Among the entries below, find the lines with "PhaseState" and copy them.

::::

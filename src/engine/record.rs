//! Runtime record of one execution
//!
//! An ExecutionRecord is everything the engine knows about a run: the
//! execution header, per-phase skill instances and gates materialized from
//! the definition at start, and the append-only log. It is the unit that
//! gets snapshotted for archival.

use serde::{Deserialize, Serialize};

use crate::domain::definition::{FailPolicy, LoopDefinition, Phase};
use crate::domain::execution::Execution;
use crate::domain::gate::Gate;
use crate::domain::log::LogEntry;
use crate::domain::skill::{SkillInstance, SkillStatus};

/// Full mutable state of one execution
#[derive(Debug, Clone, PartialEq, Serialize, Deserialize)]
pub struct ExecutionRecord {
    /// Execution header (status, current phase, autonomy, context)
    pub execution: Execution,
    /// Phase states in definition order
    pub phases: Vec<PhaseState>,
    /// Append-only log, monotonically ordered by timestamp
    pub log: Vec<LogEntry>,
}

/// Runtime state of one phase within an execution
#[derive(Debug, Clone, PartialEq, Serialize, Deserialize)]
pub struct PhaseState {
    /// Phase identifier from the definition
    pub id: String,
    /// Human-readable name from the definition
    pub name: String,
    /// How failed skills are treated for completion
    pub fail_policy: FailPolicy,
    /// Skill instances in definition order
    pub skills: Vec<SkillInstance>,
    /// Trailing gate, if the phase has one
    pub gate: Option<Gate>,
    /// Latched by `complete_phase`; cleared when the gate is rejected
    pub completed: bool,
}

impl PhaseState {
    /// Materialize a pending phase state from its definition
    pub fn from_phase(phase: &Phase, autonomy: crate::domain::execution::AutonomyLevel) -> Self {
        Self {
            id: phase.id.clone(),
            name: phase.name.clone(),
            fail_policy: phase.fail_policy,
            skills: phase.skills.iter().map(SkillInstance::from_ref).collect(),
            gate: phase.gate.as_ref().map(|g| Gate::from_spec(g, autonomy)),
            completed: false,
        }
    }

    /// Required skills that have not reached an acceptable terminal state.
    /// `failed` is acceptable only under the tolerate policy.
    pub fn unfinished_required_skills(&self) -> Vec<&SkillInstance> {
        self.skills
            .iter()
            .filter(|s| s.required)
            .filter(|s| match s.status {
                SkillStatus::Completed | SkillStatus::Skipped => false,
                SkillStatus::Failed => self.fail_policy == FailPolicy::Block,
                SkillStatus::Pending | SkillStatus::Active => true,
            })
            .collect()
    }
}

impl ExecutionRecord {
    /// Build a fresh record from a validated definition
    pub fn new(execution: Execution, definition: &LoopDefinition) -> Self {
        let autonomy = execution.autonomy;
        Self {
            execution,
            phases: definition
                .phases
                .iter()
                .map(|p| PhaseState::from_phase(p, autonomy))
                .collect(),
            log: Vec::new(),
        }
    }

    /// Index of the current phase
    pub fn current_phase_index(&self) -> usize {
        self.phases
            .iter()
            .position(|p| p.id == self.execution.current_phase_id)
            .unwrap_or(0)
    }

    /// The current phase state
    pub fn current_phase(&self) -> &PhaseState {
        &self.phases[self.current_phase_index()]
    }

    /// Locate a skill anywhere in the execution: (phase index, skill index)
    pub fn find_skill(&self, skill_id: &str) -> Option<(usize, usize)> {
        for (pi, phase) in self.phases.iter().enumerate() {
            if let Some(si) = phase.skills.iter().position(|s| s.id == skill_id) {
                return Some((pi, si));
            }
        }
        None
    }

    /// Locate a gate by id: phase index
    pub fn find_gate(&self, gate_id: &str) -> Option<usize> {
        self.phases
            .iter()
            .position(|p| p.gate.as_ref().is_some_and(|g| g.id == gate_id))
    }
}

::::

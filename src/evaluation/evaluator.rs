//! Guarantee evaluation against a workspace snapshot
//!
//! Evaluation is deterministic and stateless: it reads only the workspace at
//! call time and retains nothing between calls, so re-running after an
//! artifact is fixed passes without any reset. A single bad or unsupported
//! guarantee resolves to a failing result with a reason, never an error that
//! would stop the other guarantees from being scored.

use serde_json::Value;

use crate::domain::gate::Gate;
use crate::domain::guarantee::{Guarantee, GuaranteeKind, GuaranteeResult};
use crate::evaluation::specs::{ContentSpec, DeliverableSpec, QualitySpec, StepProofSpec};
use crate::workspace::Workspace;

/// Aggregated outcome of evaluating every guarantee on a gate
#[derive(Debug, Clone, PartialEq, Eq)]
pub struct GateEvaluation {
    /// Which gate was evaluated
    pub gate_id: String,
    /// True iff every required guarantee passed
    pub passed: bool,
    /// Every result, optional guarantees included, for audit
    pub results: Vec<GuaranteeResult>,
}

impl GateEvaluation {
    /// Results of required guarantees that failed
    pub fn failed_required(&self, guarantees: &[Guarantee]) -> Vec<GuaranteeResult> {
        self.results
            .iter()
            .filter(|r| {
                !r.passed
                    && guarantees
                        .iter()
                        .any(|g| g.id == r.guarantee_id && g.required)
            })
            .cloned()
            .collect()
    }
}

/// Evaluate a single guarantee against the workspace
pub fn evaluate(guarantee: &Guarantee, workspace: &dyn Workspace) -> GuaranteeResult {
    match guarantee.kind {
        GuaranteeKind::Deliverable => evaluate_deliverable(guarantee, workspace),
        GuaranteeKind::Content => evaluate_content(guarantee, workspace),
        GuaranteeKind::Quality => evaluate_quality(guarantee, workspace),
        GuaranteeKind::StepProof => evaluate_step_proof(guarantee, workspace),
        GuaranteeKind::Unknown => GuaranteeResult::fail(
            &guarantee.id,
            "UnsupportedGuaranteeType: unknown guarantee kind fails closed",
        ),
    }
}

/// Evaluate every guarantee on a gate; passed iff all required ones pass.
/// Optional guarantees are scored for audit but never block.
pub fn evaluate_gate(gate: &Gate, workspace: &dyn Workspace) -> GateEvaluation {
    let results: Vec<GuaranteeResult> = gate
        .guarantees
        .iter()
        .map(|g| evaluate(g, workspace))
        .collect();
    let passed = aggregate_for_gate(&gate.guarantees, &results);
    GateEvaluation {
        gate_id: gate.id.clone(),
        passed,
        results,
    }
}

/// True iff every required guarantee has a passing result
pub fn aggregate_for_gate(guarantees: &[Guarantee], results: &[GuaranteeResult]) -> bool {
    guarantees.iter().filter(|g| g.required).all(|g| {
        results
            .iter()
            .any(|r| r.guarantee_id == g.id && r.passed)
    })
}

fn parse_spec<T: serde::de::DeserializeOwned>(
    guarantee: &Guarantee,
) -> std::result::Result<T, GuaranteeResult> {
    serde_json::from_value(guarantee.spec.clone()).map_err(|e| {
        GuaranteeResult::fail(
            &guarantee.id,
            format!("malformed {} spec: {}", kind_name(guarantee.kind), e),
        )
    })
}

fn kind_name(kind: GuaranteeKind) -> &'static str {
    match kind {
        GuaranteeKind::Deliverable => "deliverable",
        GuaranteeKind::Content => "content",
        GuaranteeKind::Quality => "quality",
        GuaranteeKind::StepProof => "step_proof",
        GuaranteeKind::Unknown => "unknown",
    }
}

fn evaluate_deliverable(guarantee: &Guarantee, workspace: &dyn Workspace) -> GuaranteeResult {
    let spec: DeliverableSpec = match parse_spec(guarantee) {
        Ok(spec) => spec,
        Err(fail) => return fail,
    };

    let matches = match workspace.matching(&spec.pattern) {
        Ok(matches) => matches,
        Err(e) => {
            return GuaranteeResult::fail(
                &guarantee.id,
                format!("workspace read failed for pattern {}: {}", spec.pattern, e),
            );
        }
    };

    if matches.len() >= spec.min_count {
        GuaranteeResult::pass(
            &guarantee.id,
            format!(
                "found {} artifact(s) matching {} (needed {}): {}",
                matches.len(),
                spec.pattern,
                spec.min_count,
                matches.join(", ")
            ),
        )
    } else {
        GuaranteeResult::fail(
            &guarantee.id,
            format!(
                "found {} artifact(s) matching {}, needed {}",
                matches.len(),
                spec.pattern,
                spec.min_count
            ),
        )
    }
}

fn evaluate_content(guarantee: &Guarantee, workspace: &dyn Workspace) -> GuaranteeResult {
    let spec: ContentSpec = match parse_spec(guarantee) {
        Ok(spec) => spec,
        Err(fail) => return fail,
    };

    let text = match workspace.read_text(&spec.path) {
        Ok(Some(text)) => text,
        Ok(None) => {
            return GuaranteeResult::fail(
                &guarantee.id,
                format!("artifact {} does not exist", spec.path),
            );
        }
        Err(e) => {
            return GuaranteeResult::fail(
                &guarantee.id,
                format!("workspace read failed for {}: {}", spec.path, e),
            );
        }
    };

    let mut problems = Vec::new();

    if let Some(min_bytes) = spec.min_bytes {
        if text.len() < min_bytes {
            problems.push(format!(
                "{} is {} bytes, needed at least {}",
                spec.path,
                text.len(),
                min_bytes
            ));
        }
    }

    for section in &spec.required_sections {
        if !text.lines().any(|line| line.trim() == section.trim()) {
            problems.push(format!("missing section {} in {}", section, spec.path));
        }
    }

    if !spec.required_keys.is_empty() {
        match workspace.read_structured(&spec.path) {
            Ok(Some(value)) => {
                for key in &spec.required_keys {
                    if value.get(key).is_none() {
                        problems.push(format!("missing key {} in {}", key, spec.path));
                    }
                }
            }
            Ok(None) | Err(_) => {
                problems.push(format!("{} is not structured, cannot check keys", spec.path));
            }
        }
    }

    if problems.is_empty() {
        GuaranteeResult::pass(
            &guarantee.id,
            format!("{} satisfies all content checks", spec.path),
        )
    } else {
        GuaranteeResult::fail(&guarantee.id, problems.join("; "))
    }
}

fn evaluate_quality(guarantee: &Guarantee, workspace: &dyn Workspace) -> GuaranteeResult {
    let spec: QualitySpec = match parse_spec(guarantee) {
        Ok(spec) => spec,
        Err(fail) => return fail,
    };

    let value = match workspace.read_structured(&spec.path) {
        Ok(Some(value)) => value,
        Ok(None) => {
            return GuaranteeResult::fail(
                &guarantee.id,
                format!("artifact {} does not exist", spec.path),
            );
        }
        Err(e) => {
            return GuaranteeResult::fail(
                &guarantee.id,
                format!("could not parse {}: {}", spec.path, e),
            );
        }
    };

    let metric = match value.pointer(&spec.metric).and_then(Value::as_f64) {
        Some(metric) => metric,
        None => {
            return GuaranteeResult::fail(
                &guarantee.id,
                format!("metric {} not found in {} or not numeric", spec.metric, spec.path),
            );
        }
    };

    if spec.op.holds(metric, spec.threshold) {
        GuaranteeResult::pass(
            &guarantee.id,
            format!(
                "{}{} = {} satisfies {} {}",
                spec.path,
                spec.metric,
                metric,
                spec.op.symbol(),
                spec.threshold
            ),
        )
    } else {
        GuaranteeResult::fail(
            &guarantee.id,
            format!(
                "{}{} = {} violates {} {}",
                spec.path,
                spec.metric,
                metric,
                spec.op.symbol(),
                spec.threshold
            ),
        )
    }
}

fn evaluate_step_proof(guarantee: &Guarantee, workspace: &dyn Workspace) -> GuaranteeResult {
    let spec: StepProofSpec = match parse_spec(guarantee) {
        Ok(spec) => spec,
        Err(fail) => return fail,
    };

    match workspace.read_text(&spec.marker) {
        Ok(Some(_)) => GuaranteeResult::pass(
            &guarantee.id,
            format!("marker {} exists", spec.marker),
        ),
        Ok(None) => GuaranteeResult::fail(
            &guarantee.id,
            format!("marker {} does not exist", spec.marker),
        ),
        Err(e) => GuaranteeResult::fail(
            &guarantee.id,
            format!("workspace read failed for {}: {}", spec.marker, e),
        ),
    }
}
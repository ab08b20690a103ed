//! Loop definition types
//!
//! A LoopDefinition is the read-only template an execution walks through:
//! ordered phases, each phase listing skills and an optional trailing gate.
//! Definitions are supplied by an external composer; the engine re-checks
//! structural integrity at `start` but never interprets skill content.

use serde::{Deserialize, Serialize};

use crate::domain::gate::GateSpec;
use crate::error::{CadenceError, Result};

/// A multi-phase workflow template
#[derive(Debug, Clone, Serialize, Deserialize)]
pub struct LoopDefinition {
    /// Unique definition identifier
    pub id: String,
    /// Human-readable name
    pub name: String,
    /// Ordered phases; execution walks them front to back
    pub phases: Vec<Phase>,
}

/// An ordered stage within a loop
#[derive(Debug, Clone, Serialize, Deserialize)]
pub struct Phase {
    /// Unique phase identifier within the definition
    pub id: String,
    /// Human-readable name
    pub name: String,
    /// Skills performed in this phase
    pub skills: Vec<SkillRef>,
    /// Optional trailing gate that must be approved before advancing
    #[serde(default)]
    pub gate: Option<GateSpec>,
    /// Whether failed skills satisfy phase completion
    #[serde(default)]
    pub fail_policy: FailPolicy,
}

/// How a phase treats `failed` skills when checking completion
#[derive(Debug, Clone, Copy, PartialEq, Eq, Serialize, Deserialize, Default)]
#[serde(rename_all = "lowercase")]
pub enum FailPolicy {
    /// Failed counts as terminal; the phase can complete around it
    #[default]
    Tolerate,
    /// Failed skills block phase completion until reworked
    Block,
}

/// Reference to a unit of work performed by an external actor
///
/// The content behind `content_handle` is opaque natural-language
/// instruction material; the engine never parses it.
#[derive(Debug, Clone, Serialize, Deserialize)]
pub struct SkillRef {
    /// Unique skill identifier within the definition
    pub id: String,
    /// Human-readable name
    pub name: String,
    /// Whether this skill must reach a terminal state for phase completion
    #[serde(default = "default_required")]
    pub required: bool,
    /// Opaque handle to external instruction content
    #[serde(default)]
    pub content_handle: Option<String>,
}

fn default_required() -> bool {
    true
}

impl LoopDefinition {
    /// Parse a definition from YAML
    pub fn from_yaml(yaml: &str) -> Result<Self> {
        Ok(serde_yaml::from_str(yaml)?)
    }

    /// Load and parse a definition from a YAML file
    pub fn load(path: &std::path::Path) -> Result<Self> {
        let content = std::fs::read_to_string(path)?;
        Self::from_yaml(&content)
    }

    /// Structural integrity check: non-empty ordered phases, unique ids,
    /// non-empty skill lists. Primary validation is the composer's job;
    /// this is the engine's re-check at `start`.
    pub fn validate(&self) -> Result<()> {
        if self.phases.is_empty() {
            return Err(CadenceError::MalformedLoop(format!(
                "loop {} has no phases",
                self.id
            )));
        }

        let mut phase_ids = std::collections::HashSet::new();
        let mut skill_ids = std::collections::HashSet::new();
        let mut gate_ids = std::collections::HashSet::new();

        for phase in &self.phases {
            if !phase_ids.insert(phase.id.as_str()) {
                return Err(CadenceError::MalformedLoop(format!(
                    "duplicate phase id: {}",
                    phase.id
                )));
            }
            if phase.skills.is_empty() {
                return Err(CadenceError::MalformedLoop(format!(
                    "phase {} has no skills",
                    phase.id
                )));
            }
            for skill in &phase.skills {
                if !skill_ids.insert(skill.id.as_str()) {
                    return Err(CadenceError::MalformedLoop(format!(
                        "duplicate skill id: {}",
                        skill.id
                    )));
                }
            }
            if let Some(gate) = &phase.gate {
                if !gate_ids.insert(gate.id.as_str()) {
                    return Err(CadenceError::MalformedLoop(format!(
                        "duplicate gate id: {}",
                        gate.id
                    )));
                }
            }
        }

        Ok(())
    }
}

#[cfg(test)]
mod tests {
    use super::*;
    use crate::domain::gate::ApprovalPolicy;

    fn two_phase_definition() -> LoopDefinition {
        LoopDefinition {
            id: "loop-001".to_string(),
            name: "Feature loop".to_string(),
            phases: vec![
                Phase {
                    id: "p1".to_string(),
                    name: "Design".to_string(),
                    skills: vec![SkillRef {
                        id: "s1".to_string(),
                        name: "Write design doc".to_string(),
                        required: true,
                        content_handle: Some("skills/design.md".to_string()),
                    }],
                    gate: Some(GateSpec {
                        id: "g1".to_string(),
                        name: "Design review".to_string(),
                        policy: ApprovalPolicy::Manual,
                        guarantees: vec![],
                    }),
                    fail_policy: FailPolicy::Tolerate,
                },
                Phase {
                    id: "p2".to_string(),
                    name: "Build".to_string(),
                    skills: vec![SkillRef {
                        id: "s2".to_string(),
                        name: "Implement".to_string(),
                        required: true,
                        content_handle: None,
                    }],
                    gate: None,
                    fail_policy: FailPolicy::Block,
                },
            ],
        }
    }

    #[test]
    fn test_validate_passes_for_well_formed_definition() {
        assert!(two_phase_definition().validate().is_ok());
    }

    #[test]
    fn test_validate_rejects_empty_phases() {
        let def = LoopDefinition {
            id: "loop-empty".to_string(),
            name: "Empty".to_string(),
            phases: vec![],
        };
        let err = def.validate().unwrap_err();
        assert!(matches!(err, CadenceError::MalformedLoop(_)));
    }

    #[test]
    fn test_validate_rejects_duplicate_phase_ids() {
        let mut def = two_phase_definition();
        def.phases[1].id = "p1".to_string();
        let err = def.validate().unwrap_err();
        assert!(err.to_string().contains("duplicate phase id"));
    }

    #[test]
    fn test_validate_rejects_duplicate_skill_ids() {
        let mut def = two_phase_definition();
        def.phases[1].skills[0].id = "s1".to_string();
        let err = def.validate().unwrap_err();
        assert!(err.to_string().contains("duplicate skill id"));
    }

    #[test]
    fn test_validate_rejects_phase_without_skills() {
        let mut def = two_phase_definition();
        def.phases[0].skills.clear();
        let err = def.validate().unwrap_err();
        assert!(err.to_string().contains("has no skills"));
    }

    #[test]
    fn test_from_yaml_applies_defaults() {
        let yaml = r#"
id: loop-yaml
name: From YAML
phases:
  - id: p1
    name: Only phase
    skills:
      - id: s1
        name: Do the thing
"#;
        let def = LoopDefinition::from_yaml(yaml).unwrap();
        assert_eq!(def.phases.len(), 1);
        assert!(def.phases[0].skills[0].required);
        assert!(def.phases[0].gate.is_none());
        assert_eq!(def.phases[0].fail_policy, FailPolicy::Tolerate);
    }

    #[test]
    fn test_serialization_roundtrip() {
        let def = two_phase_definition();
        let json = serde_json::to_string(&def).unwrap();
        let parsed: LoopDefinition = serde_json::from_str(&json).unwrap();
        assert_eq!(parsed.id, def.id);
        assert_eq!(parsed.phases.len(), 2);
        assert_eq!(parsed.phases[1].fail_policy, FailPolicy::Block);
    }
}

::::

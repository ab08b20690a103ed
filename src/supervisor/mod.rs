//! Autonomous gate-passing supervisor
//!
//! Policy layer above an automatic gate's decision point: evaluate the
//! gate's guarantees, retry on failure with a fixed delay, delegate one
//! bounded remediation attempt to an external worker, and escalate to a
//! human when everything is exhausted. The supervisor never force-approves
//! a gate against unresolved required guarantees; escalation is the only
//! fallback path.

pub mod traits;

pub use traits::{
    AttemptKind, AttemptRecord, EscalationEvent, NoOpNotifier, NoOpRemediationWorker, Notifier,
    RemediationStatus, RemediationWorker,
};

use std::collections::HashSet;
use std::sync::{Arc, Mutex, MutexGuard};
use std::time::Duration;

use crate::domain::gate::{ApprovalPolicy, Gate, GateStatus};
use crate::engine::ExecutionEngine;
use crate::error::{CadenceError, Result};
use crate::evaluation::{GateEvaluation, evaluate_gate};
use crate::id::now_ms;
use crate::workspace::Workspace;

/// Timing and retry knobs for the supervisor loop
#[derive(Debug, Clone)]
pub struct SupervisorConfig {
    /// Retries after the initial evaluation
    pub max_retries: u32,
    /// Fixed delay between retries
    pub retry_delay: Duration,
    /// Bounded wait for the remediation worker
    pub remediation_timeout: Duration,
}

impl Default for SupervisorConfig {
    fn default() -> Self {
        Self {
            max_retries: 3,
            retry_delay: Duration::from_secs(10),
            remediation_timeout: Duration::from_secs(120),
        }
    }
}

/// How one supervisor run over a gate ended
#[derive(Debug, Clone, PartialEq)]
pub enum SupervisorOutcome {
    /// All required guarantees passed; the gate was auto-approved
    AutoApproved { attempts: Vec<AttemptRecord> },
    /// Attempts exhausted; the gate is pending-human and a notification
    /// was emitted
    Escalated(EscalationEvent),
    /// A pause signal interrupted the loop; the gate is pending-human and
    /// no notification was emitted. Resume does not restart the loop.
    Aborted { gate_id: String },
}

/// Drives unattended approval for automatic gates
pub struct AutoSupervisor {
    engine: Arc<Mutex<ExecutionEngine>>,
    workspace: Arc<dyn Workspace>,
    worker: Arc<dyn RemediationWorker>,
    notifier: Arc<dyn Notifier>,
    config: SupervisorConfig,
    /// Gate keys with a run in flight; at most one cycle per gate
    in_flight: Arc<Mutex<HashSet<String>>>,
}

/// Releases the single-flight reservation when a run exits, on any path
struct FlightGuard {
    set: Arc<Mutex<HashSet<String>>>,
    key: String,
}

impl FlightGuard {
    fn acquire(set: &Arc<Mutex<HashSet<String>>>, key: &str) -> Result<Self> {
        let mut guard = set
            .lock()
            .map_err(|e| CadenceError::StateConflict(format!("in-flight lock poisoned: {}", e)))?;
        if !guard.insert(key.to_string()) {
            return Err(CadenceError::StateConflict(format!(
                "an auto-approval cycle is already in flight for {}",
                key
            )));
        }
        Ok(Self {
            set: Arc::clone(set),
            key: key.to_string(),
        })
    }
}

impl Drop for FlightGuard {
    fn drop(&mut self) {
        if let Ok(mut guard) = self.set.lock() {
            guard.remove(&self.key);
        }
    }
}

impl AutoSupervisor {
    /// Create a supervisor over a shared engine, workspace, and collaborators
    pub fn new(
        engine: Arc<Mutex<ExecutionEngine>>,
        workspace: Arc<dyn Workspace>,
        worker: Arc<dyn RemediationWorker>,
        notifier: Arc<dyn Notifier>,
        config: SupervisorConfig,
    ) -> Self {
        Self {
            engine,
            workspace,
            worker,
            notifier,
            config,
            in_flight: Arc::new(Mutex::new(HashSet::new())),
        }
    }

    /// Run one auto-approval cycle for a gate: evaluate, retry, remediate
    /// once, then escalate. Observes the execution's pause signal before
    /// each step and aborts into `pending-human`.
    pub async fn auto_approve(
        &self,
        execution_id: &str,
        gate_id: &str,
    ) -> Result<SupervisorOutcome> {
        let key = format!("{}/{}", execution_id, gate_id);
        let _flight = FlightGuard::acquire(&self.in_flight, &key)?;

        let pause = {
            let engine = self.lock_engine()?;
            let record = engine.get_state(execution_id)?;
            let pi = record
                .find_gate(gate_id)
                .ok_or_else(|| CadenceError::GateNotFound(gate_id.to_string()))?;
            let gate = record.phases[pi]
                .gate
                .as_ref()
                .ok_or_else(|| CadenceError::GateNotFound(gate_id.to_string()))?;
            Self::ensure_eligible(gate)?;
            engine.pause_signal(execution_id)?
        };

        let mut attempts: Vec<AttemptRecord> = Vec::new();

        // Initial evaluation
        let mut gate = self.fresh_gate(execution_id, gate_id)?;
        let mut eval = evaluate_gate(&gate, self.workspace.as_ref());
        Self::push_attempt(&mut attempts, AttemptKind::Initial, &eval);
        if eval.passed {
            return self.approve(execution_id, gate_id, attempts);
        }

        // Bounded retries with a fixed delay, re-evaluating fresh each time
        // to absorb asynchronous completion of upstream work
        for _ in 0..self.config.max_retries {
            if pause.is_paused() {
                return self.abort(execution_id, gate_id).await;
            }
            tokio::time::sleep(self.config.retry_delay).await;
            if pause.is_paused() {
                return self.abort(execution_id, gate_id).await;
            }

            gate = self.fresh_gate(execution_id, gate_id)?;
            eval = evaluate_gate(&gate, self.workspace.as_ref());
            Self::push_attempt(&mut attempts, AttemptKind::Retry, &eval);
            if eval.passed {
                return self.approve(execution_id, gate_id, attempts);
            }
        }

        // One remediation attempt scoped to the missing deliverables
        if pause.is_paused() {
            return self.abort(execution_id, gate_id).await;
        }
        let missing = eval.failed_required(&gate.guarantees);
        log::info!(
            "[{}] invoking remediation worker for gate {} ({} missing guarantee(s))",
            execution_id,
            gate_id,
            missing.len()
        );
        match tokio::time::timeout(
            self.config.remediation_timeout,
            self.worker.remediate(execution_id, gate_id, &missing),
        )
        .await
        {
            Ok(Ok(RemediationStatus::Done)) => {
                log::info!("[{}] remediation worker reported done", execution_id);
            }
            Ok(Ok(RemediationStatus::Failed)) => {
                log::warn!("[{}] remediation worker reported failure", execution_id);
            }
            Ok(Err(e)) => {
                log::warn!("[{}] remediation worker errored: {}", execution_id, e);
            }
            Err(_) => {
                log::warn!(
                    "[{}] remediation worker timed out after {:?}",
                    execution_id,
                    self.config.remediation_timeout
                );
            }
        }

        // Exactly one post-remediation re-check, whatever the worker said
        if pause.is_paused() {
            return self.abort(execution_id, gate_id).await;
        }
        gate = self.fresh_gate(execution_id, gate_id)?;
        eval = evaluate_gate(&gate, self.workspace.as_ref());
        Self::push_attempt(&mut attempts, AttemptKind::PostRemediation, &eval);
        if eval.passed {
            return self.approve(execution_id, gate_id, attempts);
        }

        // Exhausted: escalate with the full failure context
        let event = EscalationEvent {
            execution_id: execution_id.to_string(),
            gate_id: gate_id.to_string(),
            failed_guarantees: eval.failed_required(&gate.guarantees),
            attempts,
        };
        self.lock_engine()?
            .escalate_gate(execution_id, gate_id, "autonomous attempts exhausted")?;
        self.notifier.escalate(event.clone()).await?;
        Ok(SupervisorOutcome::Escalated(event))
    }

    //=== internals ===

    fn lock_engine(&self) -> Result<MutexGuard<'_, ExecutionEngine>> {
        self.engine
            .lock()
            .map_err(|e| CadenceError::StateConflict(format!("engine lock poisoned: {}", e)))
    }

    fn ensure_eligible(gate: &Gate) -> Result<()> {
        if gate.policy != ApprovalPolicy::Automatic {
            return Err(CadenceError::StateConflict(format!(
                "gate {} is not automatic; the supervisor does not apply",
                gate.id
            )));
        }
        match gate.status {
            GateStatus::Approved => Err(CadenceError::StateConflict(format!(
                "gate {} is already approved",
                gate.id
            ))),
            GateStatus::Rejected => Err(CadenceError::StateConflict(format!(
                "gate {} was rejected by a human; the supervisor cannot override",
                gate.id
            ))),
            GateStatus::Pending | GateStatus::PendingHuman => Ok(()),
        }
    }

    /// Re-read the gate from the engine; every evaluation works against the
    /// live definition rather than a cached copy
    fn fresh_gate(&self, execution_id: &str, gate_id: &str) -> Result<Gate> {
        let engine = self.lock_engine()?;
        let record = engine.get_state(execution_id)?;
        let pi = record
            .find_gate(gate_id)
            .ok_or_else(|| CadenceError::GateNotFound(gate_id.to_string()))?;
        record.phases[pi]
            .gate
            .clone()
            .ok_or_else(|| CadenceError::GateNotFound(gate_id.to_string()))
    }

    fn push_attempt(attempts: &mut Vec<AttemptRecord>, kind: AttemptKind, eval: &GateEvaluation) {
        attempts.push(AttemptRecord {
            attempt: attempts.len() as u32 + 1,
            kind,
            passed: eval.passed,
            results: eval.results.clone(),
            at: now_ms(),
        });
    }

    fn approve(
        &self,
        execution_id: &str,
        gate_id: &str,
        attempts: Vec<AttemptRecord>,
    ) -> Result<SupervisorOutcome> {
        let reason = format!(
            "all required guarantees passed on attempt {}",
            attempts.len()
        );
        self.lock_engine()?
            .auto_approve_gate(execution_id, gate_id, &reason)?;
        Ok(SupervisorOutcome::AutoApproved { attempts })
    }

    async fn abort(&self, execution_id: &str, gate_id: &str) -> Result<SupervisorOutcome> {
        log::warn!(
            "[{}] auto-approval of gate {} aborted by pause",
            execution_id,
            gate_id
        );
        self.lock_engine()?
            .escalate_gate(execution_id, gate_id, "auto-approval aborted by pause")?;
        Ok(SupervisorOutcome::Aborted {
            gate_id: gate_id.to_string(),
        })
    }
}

::::

## Finished exercise
    pub phases: Vec<PhaseState>,
pub struct PhaseState {
impl PhaseState {
                .map(|p| PhaseState::from_phase(p, autonomy))
    pub fn current_phase(&self) -> &PhaseState {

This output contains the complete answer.